Lyrebirds - Analysis
Wanting the lyrebird, refusing the encounter
Judith Wright’s central claim is that some wonders are most truthfully kept at a distance: the speaker’s reverence for the lyrebirds depends on not turning them into a personal possession or a checklist experience. The poem begins with easy possibility—I could go down there
, in the early morning
—and ends with a deliberate veto—I’ll never go
. What looks, on the surface, like simple hesitation becomes an ethic of attention: an insistence that the rare and vulnerable should be allowed to remain partly unknown, left secret, alone
, rather than consumed.
Ten years of delay as a kind of loyalty
The blunt accounting—Ten years
, and still no visit—sets a tone of quiet self-indictment, but it also suggests devotion. The speaker doesn’t say she was too busy; she says she has never gone
, as if the not-going has become its own commitment.
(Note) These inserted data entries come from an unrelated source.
//! Typed filter predicates
//!
//! A predicate is an equality check on one JSON field of a decoded item. The
//! same predicate list renders the server-side `filter` expression and
//! re-checks every item locally, since the API silently ignores clauses it
//! does not support.

use super::fetcher::extract_json_value;
use serde_json::Value;
use std::fmt;

/// Right-hand side of a predicate
#[derive(Debug, Clone, PartialEq, Eq)]
pub enum FilterValue {
    Str(String),
    Bool(bool),
}

impl FilterValue {
    /// Raw form for a query parameter
    pub fn to_param(&self) -> String {
        match self {
            FilterValue::Str(s) => s.clone(),
            FilterValue::Bool(b) => b.to_string(),
        }
    }
}

impl fmt::Display for FilterValue {
    /// Filter-expression literal: quoted and escaped strings, bare booleans
    fn fmt(&self, f: &mut fmt::Formatter<'_>) -> fmt::Result {
        match self {
            FilterValue::Str(s) => write!(f, "\"{}\"", escape(s)),
            FilterValue::Bool(b) => write!(f, "{}", b),
        }
    }
}

/// `field = value` against an item's JSON
#[derive(Debug, Clone, PartialEq, Eq)]
pub struct Predicate {
    /// camelCase field path, dot-separated for nested values
    pub field: String,
    pub value: FilterValue,
}

impl Predicate {
    pub fn eq_str(field: &str, value: impl Into<String>) -> Self {
        Self {
            field: field.to_string(),
            value: FilterValue::Str(value.into()),
        }
    }

    pub fn eq_bool(field: &str, value: bool) -> Self {
        Self {
            field: field.to_string(),
            value: FilterValue::Bool(value),
        }
    }

    /// Evaluate against a decoded item; absent fields hold their zero value
    pub fn matches(&self, item: &Value) -> bool {
        let actual = extract_json_value(item, &self.field);
        match &self.value {
            FilterValue::Str(expected) => match actual {
                Some(Value::String(s)) => s == expected,
                Some(Value::Number(n)) => n.to_string() == *expected,
                Some(Value::Bool(b)) => b.to_string() == *expected,
                None | Some(Value::Null) => expected.is_empty(),
                Some(_) => false,
            },
            FilterValue::Bool(expected) => match actual {
                Some(Value::Bool(b)) => b == expected,
                None | Some(Value::Null) => !expected,
                Some(_) => false,
            },
        }
    }

    /// `(field = "value")`
    pub fn to_clause(&self) -> String {
        format!("({} = {})", self.field, self.value)
    }
}

/// True when every predicate holds
pub fn matches_all(predicates: &[Predicate], item: &Value) -> bool {
    predicates.iter().all(|p| p.matches(item))
}

/// AND-joined server filter, `None` when there is nothing to send
pub fn build_filter(predicates: &[Predicate]) -> Option<String> {
    if predicates.is_empty() {
        return None;
    }
    Some(
        predicates
            .iter()
            .map(Predicate::to_clause)
            .collect::<Vec<_>>()
            .join(" AND "),
    )
}

/// Escape backslashes and double quotes inside a string literal
pub fn escape(value: &str) -> String {
    let mut out = String::with_capacity(value.len());
    for c in value.chars() {
        if c == '"' || c == '\\' {
            out.push('\\');
        }
        out.push(c);
    }
    out
}
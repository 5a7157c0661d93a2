//! Connection Configuration
//!
//! The per-connection settings handed over by the host: credentials,
//! tenant scoping, request policy and logging verbosity.

use crate::error::ConfigError;
use serde::{Deserialize, Serialize};
use std::fmt;
use std::path::{Path, PathBuf};

/// Per-attempt timeout used when none (or zero) is configured
pub const DEFAULT_TIMEOUT_SECS: u64 = 30;

/// Attempts per request when retry is not configured
pub const DEFAULT_RETRY_COUNT: u32 = 3;

/// Page size requested by table listings
pub const DEFAULT_PAGE_SIZE: u32 = 1000;

macro_rules! string_newtype {
    ($(#[$meta:meta])* $name:ident) => {
        $(#[$meta])*
        #[derive(Clone, PartialEq, Eq, Hash, Serialize, Deserialize, Default)]
        #[serde(transparent)]
        pub struct $name(String);

        impl $name {
            pub fn as_str(&self) -> &str {
                &self.0
            }
        }

        impl From<String> for $name {
            fn from(value: String) -> Self {
                Self(value)
            }
        }

        impl From<&str> for $name {
            fn from(value: &str) -> Self {
                Self(value.to_string())
            }
        }
    };
}

string_newtype!(
    /// Static OAuth or IAM token
    Token
);
string_newtype!(CloudId);
string_newtype!(FolderId);
string_newtype!(UserAgent);
string_newtype!(
    /// Scheme and host substituted into every outgoing request
    EndpointOverride
);

impl fmt::Debug for Token {
    fn fmt(&self, f: &mut fmt::Formatter<'_>) -> fmt::Result {
        if self.0.is_empty() {
            f.write_str("Token(\"\")")
        } else {
            f.write_str("Token(***)")
        }
    }
}

macro_rules! debug_as_str {
    ($($name:ident),*) => {
        $(impl fmt::Debug for $name {
            fn fmt(&self, f: &mut fmt::Formatter<'_>) -> fmt::Result {
                write!(f, "{}({:?})", stringify!($name), self.0)
            }
        })*
    };
}

debug_as_str!(CloudId, FolderId, UserAgent, EndpointOverride);

/// Plugin log verbosity
#[derive(Debug, Clone, Copy, PartialEq, Eq, Default, Serialize, Deserialize)]
#[serde(from = "String", into = "String")]
pub enum LogLevel {
    #[default]
    Error,
    Info,
    Debug,
}

impl LogLevel {
    /// Parse a level name; anything unrecognized falls back to `error`
    pub fn parse(s: &str) -> Self {
        match s.trim().to_lowercase().as_str() {
            "debug" => Self::Debug,
            "info" => Self::Info,
            _ => Self::Error,
        }
    }

    pub fn as_str(&self) -> &'static str {
        match self {
            Self::Error => "error",
            Self::Info => "info",
            Self::Debug => "debug",
        }
    }

    pub fn to_tracing_level(self) -> tracing::Level {
        match self {
            Self::Error => tracing::Level::ERROR,
            Self::Info => tracing::Level::INFO,
            Self::Debug => tracing::Level::DEBUG,
        }
    }
}

impl From<String> for LogLevel {
    fn from(value: String) -> Self {
        Self::parse(&value)
    }
}

impl From<LogLevel> for String {
    fn from(value: LogLevel) -> Self {
        value.as_str().to_string()
    }
}

/// Effective timeout and retry policy for API calls
#[derive(Debug, Clone, Copy, PartialEq, Eq)]
pub struct RequestSettings {
    pub timeout_secs: u64,
    pub retry: u32,
}

impl Default for RequestSettings {
    fn default() -> Self {
        Self {
            timeout_secs: DEFAULT_TIMEOUT_SECS,
            retry: DEFAULT_RETRY_COUNT,
        }
    }
}

/// Connection configuration
#[derive(Debug, Clone, Serialize, Deserialize, Default)]
pub struct ConnectionConfig {
    #[serde(default)]
    pub token: Option<Token>,
    #[serde(default)]
    pub service_account_key_file: Option<PathBuf>,
    #[serde(default)]
    pub cloud_id: Option<CloudId>,
    #[serde(default)]
    pub folder_id: Option<FolderId>,
    /// Seconds per attempt
    #[serde(default)]
    pub timeout: Option<i64>,
    /// Attempts per request
    #[serde(default)]
    pub retry: Option<i64>,
    #[serde(default)]
    pub user_agent: Option<UserAgent>,
    #[serde(default)]
    pub endpoint_override: Option<EndpointOverride>,
    #[serde(default)]
    pub log_level: Option<LogLevel>,
}

fn non_empty(value: Option<&str>) -> Option<&str> {
    value.filter(|s| !s.is_empty())
}

impl ConnectionConfig {
    /// Default config file location
    pub fn default_path() -> Option<PathBuf> {
        dirs::config_dir().map(|p| p.join("ycsource").join("connection.yaml"))
    }

    /// Load configuration from a YAML (or JSON) file
    pub fn load(path: &Path) -> Result<Self, ConfigError> {
        let content = std::fs::read_to_string(path).map_err(|e| ConfigError::Load {
            path: path.to_path_buf(),
            message: e.to_string(),
        })?;

        serde_yaml::from_str(&content).map_err(|e| ConfigError::Load {
            path: path.to_path_buf(),
            message: e.to_string(),
        })
    }

    /// Load from the default location, or an empty config if there is none
    pub fn load_default() -> Result<Self, ConfigError> {
        match Self::default_path() {
            Some(path) if path.exists() => Self::load(&path),
            _ => Ok(Self::default()),
        }
    }

    /// Check required and conflicting parameters
    pub fn validate(&self) -> Result<(), ConfigError> {
        match (self.token(), self.key_file()) {
            (None, None) => return Err(ConfigError::MissingCredentials),
            (Some(_), Some(_)) => return Err(ConfigError::ConflictingCredentials),
            _ => {},
        }
        if let Some(timeout) = self.timeout {
            if timeout < 0 {
                return Err(ConfigError::NegativeTimeout(timeout));
            }
        }
        if let Some(retry) = self.retry {
            if retry < 1 {
                return Err(ConfigError::InvalidRetry(retry));
            }
        }
        Ok(())
    }

    pub fn token(&self) -> Option<&str> {
        non_empty(self.token.as_ref().map(Token::as_str))
    }

    pub fn key_file(&self) -> Option<&Path> {
        self.service_account_key_file
            .as_deref()
            .filter(|p| !p.as_os_str().is_empty())
    }

    pub fn cloud_id(&self) -> Option<&str> {
        non_empty(self.cloud_id.as_ref().map(CloudId::as_str))
    }

    pub fn folder_id(&self) -> Option<&str> {
        non_empty(self.folder_id.as_ref().map(FolderId::as_str))
    }

    pub fn user_agent(&self) -> Option<&str> {
        non_empty(self.user_agent.as_ref().map(UserAgent::as_str))
    }

    pub fn endpoint_override(&self) -> Option<&str> {
        non_empty(self.endpoint_override.as_ref().map(EndpointOverride::as_str))
    }

    pub fn log_level(&self) -> LogLevel {
        self.log_level.unwrap_or_default()
    }

    /// Timeout and retry with defaults applied
    pub fn settings(&self) -> RequestSettings {
        let timeout_secs = match self.timeout {
            Some(t) if t > 0 => t as u64,
            _ => DEFAULT_TIMEOUT_SECS,
        };
        let retry = match self.retry {
            Some(r) if r > 0 => u32::try_from(r).unwrap_or(u32::MAX),
            _ => DEFAULT_RETRY_COUNT,
        };
        RequestSettings { timeout_secs, retry }
    }
}
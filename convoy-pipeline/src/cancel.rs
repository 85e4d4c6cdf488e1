//! Cancellation token
//!
//! Explicit cancellation handle checked at the executor's phase
//! boundaries. The engine never installs process-wide signal handlers;
//! front ends wire their own signal source to a token (the demo CLI wires
//! Ctrl-C).

use std::sync::Arc;
use std::sync::atomic::{AtomicBool, Ordering};

/// Clonable handle used to request that a running pipeline stop
#[derive(Clone, Debug, Default)]
pub struct CancelToken {
    cancelled: Arc<AtomicBool>,
}

impl CancelToken {
    pub fn new() -> Self {
        Self::default()
    }

    /// Requests cancellation
    ///
    /// Units already running finish normally; units not yet dispatched
    /// are never started.
    pub fn cancel(&self) {
        self.cancelled.store(true, Ordering::SeqCst);
    }

    pub fn is_cancelled(&self) -> bool {
        self.cancelled.load(Ordering::SeqCst)
    }
}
That tension—between longing and renunciation—sharpens when the birds are named as the few, the shy, the fabulous
. The adjectives move from scarcity to temperament to almost mythic glow, and then the poem lands hard on the dying poets
. In that phrase, the lyrebirds become more than wildlife: they stand for an art on the edge of silence, something exquisite and endangered. The speaker’s refusal to go is therefore not only personal; it reads like a fear of witnessing disappearance up close, of having the fabulous become merely mortal and finite.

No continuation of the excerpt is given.